Hard Sentences
Hard sentences are good because
they cause our intuition to falter.
Daniel Kahnemann divides our mental
processing into ‘System 1’ and ‘System 2’; System 1 is that intuitive aspect of
our thinking that allows you to read the phrase ‘nut sack’ and instantaneously
conjure up a whole series of images, associated words and emotional responses.
System 2 is the more rational, conscious part of you that stops you from blurting
it out at the planetarium, or all the time.
Easy sentences don’t tax System 2 –
we experience ‘cognitive ease’ and System 1 un-reflexively assimilates the
data. If a menu is written in a clear font, we’re more likely to make a more
intuitive judgement than if we experience even a slightly jarring discomfort
upon reading. In the latter case, the cognitive ease is disrupted and System 2
steps in to sort it out. Rational factors like price and calorie content will
hold more sway. Meaning, like a font, can also be clear or obscure.
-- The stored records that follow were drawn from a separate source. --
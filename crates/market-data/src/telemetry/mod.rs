//! Error classification, structured logging, and rolling error statistics.
//!
//! Every externally-visible call in the provider, cache, and service
//! modules runs through [`ErrorMonitor::observe`], so timing and error
//! data are never recorded ad hoc. Failures are classified into a
//! [`Severity`] from their error code, logged at a level derived from it,
//! and counted per `(source, code)` pair. A pair that keeps recurring
//! within a rolling window produces a single "repeated error" warning;
//! critical failures additionally go to the pluggable [`AlertSink`].

use std::collections::HashMap;
use std::future::Future;
use std::sync::atomic::{AtomicU64, Ordering};
use std::sync::{Arc, Mutex, MutexGuard};
use std::time::Instant;

use chrono::{DateTime, Utc};
use log::{debug, error, warn};

use crate::errors::FeedError;

/// Occurrences of one `(source, code)` pair within the rolling window
/// before the repeated-error warning fires.
const REPEAT_THRESHOLD: u64 = 10;

/// Length of the rolling window in seconds, measured from the first
/// occurrence in the current window.
const REPEAT_WINDOW_SECS: i64 = 3600;

/// Failure severity, derived from the error code.
#[derive(Clone, Copy, Debug, Eq, PartialEq, Ord, PartialOrd)]
pub enum Severity {
    Low,
    Medium,
    High,
    Critical,
}

impl std::fmt::Display for Severity {
    fn fmt(&self, f: &mut std::fmt::Formatter<'_>) -> std::fmt::Result {
        let s = match self {
            Self::Low => "low",
            Self::Medium => "medium",
            Self::High => "high",
            Self::Critical => "critical",
        };
        f.write_str(s)
    }
}

/// Classify an error code into a severity.
///
/// Fixed substring rules: rate-limit/quota problems are medium (the
/// failover path absorbs them), credential problems are high, a fetch
/// that exhausted every fallback is critical, everything else is low.
pub fn classify(code: &str) -> Severity {
    if code.contains("ALL_PROVIDERS") {
        Severity::Critical
    } else if code.contains("AUTH") || code.contains("KEY") {
        Severity::High
    } else if code.contains("RATE_LIMIT") || code.contains("QUOTA") {
        Severity::Medium
    } else {
        Severity::Low
    }
}

/// Destination for critical-severity alerts.
///
/// Kept separate from classification so a real paging integration can be
/// swapped in without touching the monitor.
pub trait AlertSink: Send + Sync {
    fn alert(&self, source: &str, code: &str, message: &str);
}

/// Default sink: a structured error-level log emission.
pub struct ConsoleAlertSink;

impl AlertSink for ConsoleAlertSink {
    fn alert(&self, source: &str, code: &str, message: &str) {
        error!(
            "ALERT severity=critical source={} code={} message={}",
            source, code, message
        );
    }
}

/// Rolling statistics for one `(source, code)` pair.
#[derive(Clone, Debug)]
pub struct ErrorStats {
    /// Cumulative occurrences since start or last reset.
    pub count: u64,
    pub first_seen: DateTime<Utc>,
    pub last_seen: DateTime<Utc>,

    window_start: DateTime<Utc>,
    window_count: u64,
    warned: bool,
}

impl ErrorStats {
    fn new(now: DateTime<Utc>) -> Self {
        Self {
            count: 0,
            first_seen: now,
            last_seen: now,
            window_start: now,
            window_count: 0,
            warned: false,
        }
    }
}

/// Error/telemetry sink.
///
/// Constructed once at service start and shared via `Arc`; tests build
/// isolated instances instead of going through global state.
pub struct ErrorMonitor {
    stats: Mutex<HashMap<(String, String), ErrorStats>>,
    alert_sink: Arc<dyn AlertSink>,
    repeated_warnings: AtomicU64,
}

impl ErrorMonitor {
    pub fn new() -> Self {
        Self::with_alert_sink(Arc::new(ConsoleAlertSink))
    }

    pub fn with_alert_sink(alert_sink: Arc<dyn AlertSink>) -> Self {
        Self {
            stats: Mutex::new(HashMap::new()),
            alert_sink,
            repeated_warnings: AtomicU64::new(0),
        }
    }

    fn lock_stats(&self) -> MutexGuard<'_, HashMap<(String, String), ErrorStats>> {
        self.stats.lock().unwrap_or_else(|poisoned| {
            warn!("error monitor stats mutex was poisoned, recovering");
            poisoned.into_inner()
        })
    }

    /// Record a failure.
    ///
    /// Classifies severity, logs at the derived level, updates the
    /// per-(source, code) statistics, fires the repeated-error warning
    /// when the rolling threshold is crossed, and forwards critical
    /// failures to the alert sink.
    pub fn record(&self, source: &str, error: &FeedError, context: &str) {
        let code = error.code();
        let severity = classify(code);

        match severity {
            Severity::Critical | Severity::High => error!(
                "severity={} source={} code={} context={} error={}",
                severity, source, code, context, error
            ),
            Severity::Medium => warn!(
                "severity={} source={} code={} context={} error={}",
                severity, source, code, context, error
            ),
            Severity::Low => debug!(
                "severity={} source={} code={} context={} error={}",
                severity, source, code, context, error
            ),
        }

        let now = Utc::now();
        let mut stats = self.lock_stats();
        let entry = stats
            .entry((source.to_string(), code.to_string()))
            .or_insert_with(|| ErrorStats::new(now));

        entry.count += 1;
        entry.last_seen = now;

        if now - entry.window_start > chrono::Duration::seconds(REPEAT_WINDOW_SECS) {
            entry.window_start = now;
            entry.window_count = 1;
            entry.warned = false;
        } else {
            entry.window_count += 1;
        }

        if entry.window_count >= REPEAT_THRESHOLD && !entry.warned {
            entry.warned = true;
            self.repeated_warnings.fetch_add(1, Ordering::Relaxed);
            warn!(
                "repeated error: source={} code={} occurred {} times since {}",
                source, code, entry.window_count, entry.window_start
            );
        }
        drop(stats);

        if severity == Severity::Critical {
            self.alert_sink.alert(source, code, &error.to_string());
        }
    }

    /// Run an operation, logging its duration and recording any failure.
    pub async fn observe<T, F>(&self, source: &str, operation: &str, fut: F) -> Result<T, FeedError>
    where
        F: Future<Output = Result<T, FeedError>>,
    {
        let start = Instant::now();
        let result = fut.await;
        let elapsed_ms = start.elapsed().as_millis();

        match &result {
            Ok(_) => debug!(
                "operation={} source={} duration_ms={} status=ok",
                operation, source, elapsed_ms
            ),
            Err(e) => {
                self.record(source, e, &format!("{} ({}ms)", operation, elapsed_ms));
            }
        }

        result
    }

    /// Snapshot of the per-(source, code) statistics.
    pub fn stats(&self) -> HashMap<(String, String), ErrorStats> {
        self.lock_stats().clone()
    }

    /// Number of repeated-error warnings emitted so far.
    pub fn repeated_warning_count(&self) -> u64 {
        self.repeated_warnings.load(Ordering::Relaxed)
    }

    /// Clear all statistics. Operator action only.
    pub fn reset(&self) {
        self.lock_stats().clear();
        self.repeated_warnings.store(0, Ordering::Relaxed);
    }
}

impl Default for ErrorMonitor {
    fn default() -> Self {
        Self::new()
    }
}

#[cfg(test)]
mod tests {
    use super::*;
    use std::sync::Mutex as StdMutex;

    fn timeout_error() -> FeedError {
        FeedError::Timeout {
            provider: "TWELVE_DATA".to_string(),
        }
    }

    #[test]
    fn test_classify_rules() {
        assert_eq!(classify("RATE_LIMITED"), Severity::Medium);
        assert_eq!(classify("QUOTA_EXHAUSTED"), Severity::Medium);
        assert_eq!(classify("AUTH_FAILED"), Severity::High);
        assert_eq!(classify("INVALID_API_KEY"), Severity::High);
        assert_eq!(classify("ALL_PROVIDERS_FAILED"), Severity::Critical);
        assert_eq!(classify("TIMEOUT"), Severity::Low);
        assert_eq!(classify("PROVIDER_ERROR"), Severity::Low);
    }

    #[test]
    fn test_stats_accumulate_monotonically() {
        let monitor = ErrorMonitor::new();

        for _ in 0..3 {
            monitor.record("primary", &timeout_error(), "stock:AAPL");
        }

        let stats = monitor.stats();
        let entry = &stats[&("primary".to_string(), "TIMEOUT".to_string())];
        assert_eq!(entry.count, 3);
        assert!(entry.last_seen >= entry.first_seen);
    }

    #[test]
    fn test_stats_keyed_per_source_and_code() {
        let monitor = ErrorMonitor::new();

        monitor.record("primary", &timeout_error(), "ctx");
        monitor.record("secondary", &timeout_error(), "ctx");

        let stats = monitor.stats();
        assert_eq!(stats.len(), 2);
    }

    #[test]
    fn test_repeated_warning_fires_exactly_once() {
        let monitor = ErrorMonitor::new();

        for _ in 0..9 {
            monitor.record("primary", &timeout_error(), "ctx");
        }
        assert_eq!(monitor.repeated_warning_count(), 0);

        // The tenth occurrence crosses the threshold.
        monitor.record("primary", &timeout_error(), "ctx");
        assert_eq!(monitor.repeated_warning_count(), 1);

        // Further occurrences in the same window stay quiet.
        for _ in 0..5 {
            monitor.record("primary", &timeout_error(), "ctx");
        }
        assert_eq!(monitor.repeated_warning_count(), 1);
    }

    #[test]
    fn test_reset_clears_stats() {
        let monitor = ErrorMonitor::new();
        monitor.record("primary", &timeout_error(), "ctx");

        monitor.reset();
        assert!(monitor.stats().is_empty());
    }

    /// Sink capturing alerts for assertions.
    struct CapturingSink {
        alerts: StdMutex<Vec<(String, String)>>,
    }

    impl AlertSink for CapturingSink {
        fn alert(&self, source: &str, code: &str, _message: &str) {
            self.alerts
                .lock()
                .unwrap()
                .push((source.to_string(), code.to_string()));
        }
    }

    #[test]
    fn test_critical_errors_reach_alert_sink() {
        let sink = Arc::new(CapturingSink {
            alerts: StdMutex::new(Vec::new()),
        });
        let monitor = ErrorMonitor::with_alert_sink(Arc::clone(&sink) as Arc<dyn AlertSink>);

        monitor.record(
            "aggregator",
            &FeedError::AllProvidersFailed {
                symbol: "AAPL".to_string(),
            },
            "stock:AAPL",
        );
        monitor.record("primary", &timeout_error(), "stock:AAPL");

        let alerts = sink.alerts.lock().unwrap();
        assert_eq!(alerts.len(), 1);
        assert_eq!(alerts[0].1, "ALL_PROVIDERS_FAILED");
    }

    #[tokio::test]
    async fn test_observe_records_failures() {
        let monitor = ErrorMonitor::new();

        let result: Result<(), FeedError> = monitor
            .observe("primary", "stock:AAPL", async { Err(timeout_error()) })
            .await;
        assert!(result.is_err());

        let stats = monitor.stats();
        assert_eq!(
            stats[&("primary".to_string(), "TIMEOUT".to_string())].count,
            1
        );
    }

    #[tokio::test]
    async fn test_observe_passes_success_through() {
        let monitor = ErrorMonitor::new();

        let result = monitor
            .observe("primary", "stock:AAPL", async { Ok(42) })
            .await;
        assert_eq!(result.unwrap(), 42);
        assert!(monitor.stats().is_empty());
    }
}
A hard sentence is one that is
dense. A sentence with difficult words in it is not difficult to someone who
knows the words but downright unintelligible to someone who doesn’t. A dense sentence, on the other hand, is
always hard to read. A quick scan doesn’t deliver anything. Stop, read it
again, slower.
We are forced to unpack the
sentence, engage in a little dialectical effort, break it down and build it
back up. When we do build it back up, we consciously reconstruct the process of
sentence-forming that the writer engaged in when she wrote it. We replicate
their effort. The sentence not only communicates information, it communicates
understanding.
Painters have often talked about
slowing the eye down; they want us to look at the painting for as long as they
looked at it while making it. Hard sentences slow the mind down and make us
think about it for as long as the author took to write it.